**Work required**
Each line of the material below needs to be returned exactly as written.
_ _ _ _ _ _ _
use anyhow::{Context, Result};
use futures::stream::{self, StreamExt, TryStreamExt};
use std::collections::{HashMap, HashSet};
use std::path::PathBuf;
use std::sync::Arc;

use extract::{successful_records, ExtractionOutcome};
use graph::{edge_id, KnowledgeGraph};

use crate::embeddings::Embedder;
use crate::payload::{save_payloads, EvidencePayload};
use crate::vector_store::FlatIpIndex;

#[derive(Debug, Clone)]
pub struct IndexPaths {
    pub index: PathBuf,
    pub payloads: PathBuf,
}

impl IndexPaths {
    pub fn in_dir(dir: &std::path::Path) -> Self {
        Self {
            index: dir.join("edge_index.bin"),
            payloads: dir.join("edge_payloads.json"),
        }
    }
}

#[derive(Debug, Clone, PartialEq, Eq)]
pub enum BuildOutcome {
    Built { rows: usize, dim: usize, unresolved: usize },
    /// An index file was already present; nothing was touched.
    AlreadyPresent,
}

/// Exact-text map from evidence sentence to the chunk that produced it.
/// A sentence emitted by several chunks maps to the last of them.
pub fn sentence_to_chunk(outcomes: &[Option<ExtractionOutcome>]) -> HashMap<String, usize> {
    let mut map = HashMap::new();
    for record in successful_records(outcomes) {
        for sentence in record.evidence.sentences() {
            map.insert(sentence.to_string(), record.chunk_id);
        }
    }
    map
}

/// One payload per distinct witness sentence, in edge insertion order. When
/// several edges share a sentence only the first edge is kept.
pub fn collect_payloads(
    graph: &KnowledgeGraph,
    sentence_chunks: &HashMap<String, usize>,
) -> Vec<EvidencePayload> {
    let mut seen: HashSet<&str> = HashSet::new();
    let mut payloads = Vec::new();

    for edge in graph.edges() {
        for (i, witness) in edge.witnesses.iter().enumerate() {
            if !seen.insert(witness.sentence.as_str()) {
                continue;
            }
            payloads.push(EvidencePayload {
                edge_id: edge_id(edge.source, edge.target, edge.label, i),
                source: edge.source.to_string(),
                target: edge.target.to_string(),
                label: edge.label.to_string(),
                sentence: witness.sentence.clone(),
                chunk_id: sentence_chunks.get(&witness.sentence).copied(),
            });
        }
    }
    payloads
}

pub struct EvidenceIndexBuilder {
    embedder: Arc<dyn Embedder>,
    workers: usize,
}

impl EvidenceIndexBuilder {
    pub fn new(embedder: Arc<dyn Embedder>, workers: usize) -> Self {
        Self {
            embedder,
            workers: workers.max(1),
        }
    }

    /// Embed every distinct evidence sentence and persist the index with its
    /// payload store. Runs at most once: an existing index file is left alone.
    /// Any embedding failure aborts the build before anything is written.
    pub async fn build(
        &self,
        graph: &KnowledgeGraph,
        outcomes: &[Option<ExtractionOutcome>],
        paths: &IndexPaths,
    ) -> Result<BuildOutcome> {
        if paths.index.exists() {
            tracing::info!(path = ?paths.index, "Vector index already exists, skipping build");
            return Ok(BuildOutcome::AlreadyPresent);
        }

        let payloads = collect_payloads(graph, &sentence_to_chunk(outcomes));
        if payloads.is_empty() {
            anyhow::bail!("Graph has no evidence sentences to index");
        }

        let unresolved = payloads.iter().filter(|p| p.chunk_id.is_none()).count();
        tracing::info!(
            sentences = payloads.len(),
            unresolved,
            workers = self.workers,
            "Embedding evidence sentences"
        );

        let vectors: Vec<Vec<f32>> = stream::iter(payloads.iter().map(|payload| {
            let embedder = self.embedder.clone();
            async move {
                embedder
                    .embed_normalized(&payload.sentence)
                    .await
                    .with_context(|| format!("Failed to embed evidence for {}", payload.edge_id))
            }
        }))
        .buffered(self.workers)
        .try_collect()
        .await?;

        let dim = vectors[0].len();
        let mut index = FlatIpIndex::new(dim);
        for vector in &vectors {
            index.add(vector)?;
        }

        // payloads first: the index file marks a finished build
        save_payloads(&paths.payloads, &payloads).await?;
        index.save(&paths.index).await?;

        tracing::info!(rows = index.len(), dim, "Evidence index written");
        Ok(BuildOutcome::Built {
            rows: index.len(),
            dim,
            unresolved,
        })
    }
}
_ _ _ _ _ _ _
**Output of the task**
use anyhow::{Context, Result};
use futures::stream::{self, StreamExt, TryStreamExt};
use std::collections::{HashMap, HashSet};
use std::path::PathBuf;
use std::sync::Arc;

use extract::{successful_records, ExtractionOutcome};
use graph::{edge_id, KnowledgeGraph};

use crate::embeddings::Embedder;
use crate::payload::{save_payloads, EvidencePayload};
use crate::vector_store::FlatIpIndex;

#[derive(Debug, Clone)]
pub struct IndexPaths {
    pub index: PathBuf,
    pub payloads: PathBuf,
}

impl IndexPaths {
    pub fn in_dir(dir: &std::path::Path) -> Self {
        Self {
            index: dir.join("edge_index.bin"),
            payloads: dir.join("edge_payloads.json"),
        }
    }
}

#[derive(Debug, Clone, PartialEq, Eq)]
pub enum BuildOutcome {
    Built { rows: usize, dim: usize, unresolved: usize },
    /// An index file was already present; nothing was touched.
    AlreadyPresent,
}

/// Exact-text map from evidence sentence to the chunk that produced it.
/// A sentence emitted by several chunks maps to the last of them.
pub fn sentence_to_chunk(outcomes: &[Option<ExtractionOutcome>]) -> HashMap<String, usize> {
    let mut map = HashMap::new();
    for record in successful_records(outcomes) {
        for sentence in record.evidence.sentences() {
            map.insert(sentence.to_string(), record.chunk_id);
        }
    }
    map
}

/// One payload per distinct witness sentence, in edge insertion order. When
/// several edges share a sentence only the first edge is kept.
pub fn collect_payloads(
    graph: &KnowledgeGraph,
    sentence_chunks: &HashMap<String, usize>,
) -> Vec<EvidencePayload> {
    let mut seen: HashSet<&str> = HashSet::new();
    let mut payloads = Vec::new();

    for edge in graph.edges() {
        for (i, witness) in edge.witnesses.iter().enumerate() {
            if !seen.insert(witness.sentence.as_str()) {
                continue;
            }
            payloads.push(EvidencePayload {
                edge_id: edge_id(edge.source, edge.target, edge.label, i),
                source: edge.source.to_string(),
                target: edge.target.to_string(),
                label: edge.label.to_string(),
                sentence: witness.sentence.clone(),
                chunk_id: sentence_chunks.get(&witness.sentence).copied(),
            });
        }
    }
    payloads
}

pub struct EvidenceIndexBuilder {
    embedder: Arc<dyn Embedder>,
    workers: usize,
}

impl EvidenceIndexBuilder {
    pub fn new(embedder: Arc<dyn Embedder>, workers: usize) -> Self {
        Self {
            embedder,
            workers: workers.max(1),
        }
    }

    /// Embed every distinct evidence sentence and persist the index with its
    /// payload store. Runs at most once: an existing index file is left alone.
    /// Any embedding failure aborts the build before anything is written.
    pub async fn build(
        &self,
        graph: &KnowledgeGraph,
        outcomes: &[Option<ExtractionOutcome>],
        paths: &IndexPaths,
    ) -> Result<BuildOutcome> {
        if paths.index.exists() {
            tracing::info!(path = ?paths.index, "Vector index already exists, skipping build");
            return Ok(BuildOutcome::AlreadyPresent);
        }

        let payloads = collect_payloads(graph, &sentence_to_chunk(outcomes));
        if payloads.is_empty() {
            anyhow::bail!("Graph has no evidence sentences to index");
        }

        let unresolved = payloads.iter().filter(|p| p.chunk_id.is_none()).count();
        tracing::info!(
            sentences = payloads.len(),
            unresolved,
            workers = self.workers,
            "Embedding evidence sentences"
        );

        let vectors: Vec<Vec<f32>> = stream::iter(payloads.iter().map(|payload| {
            let embedder = self.embedder.clone();
            async move {
                embedder
                    .embed_normalized(&payload.sentence)
                    .await
                    .with_context(|| format!("Failed to embed evidence for {}", payload.edge_id))
            }
        }))
        .buffered(self.workers)
        .try_collect()
        .await?;

        let dim = vectors[0].len();
        let mut index = FlatIpIndex::new(dim);
        for vector in &vectors {
            index.add(vector)?;
        }

        // payloads first: the index file marks a finished build
        save_payloads(&paths.payloads, &payloads).await?;
        index.save(&paths.index).await?;

        tracing::info!(rows = index.len(), dim, "Evidence index written");
        Ok(BuildOutcome::Built {
            rows: index.len(),
            dim,
            unresolved,
        })
    }
}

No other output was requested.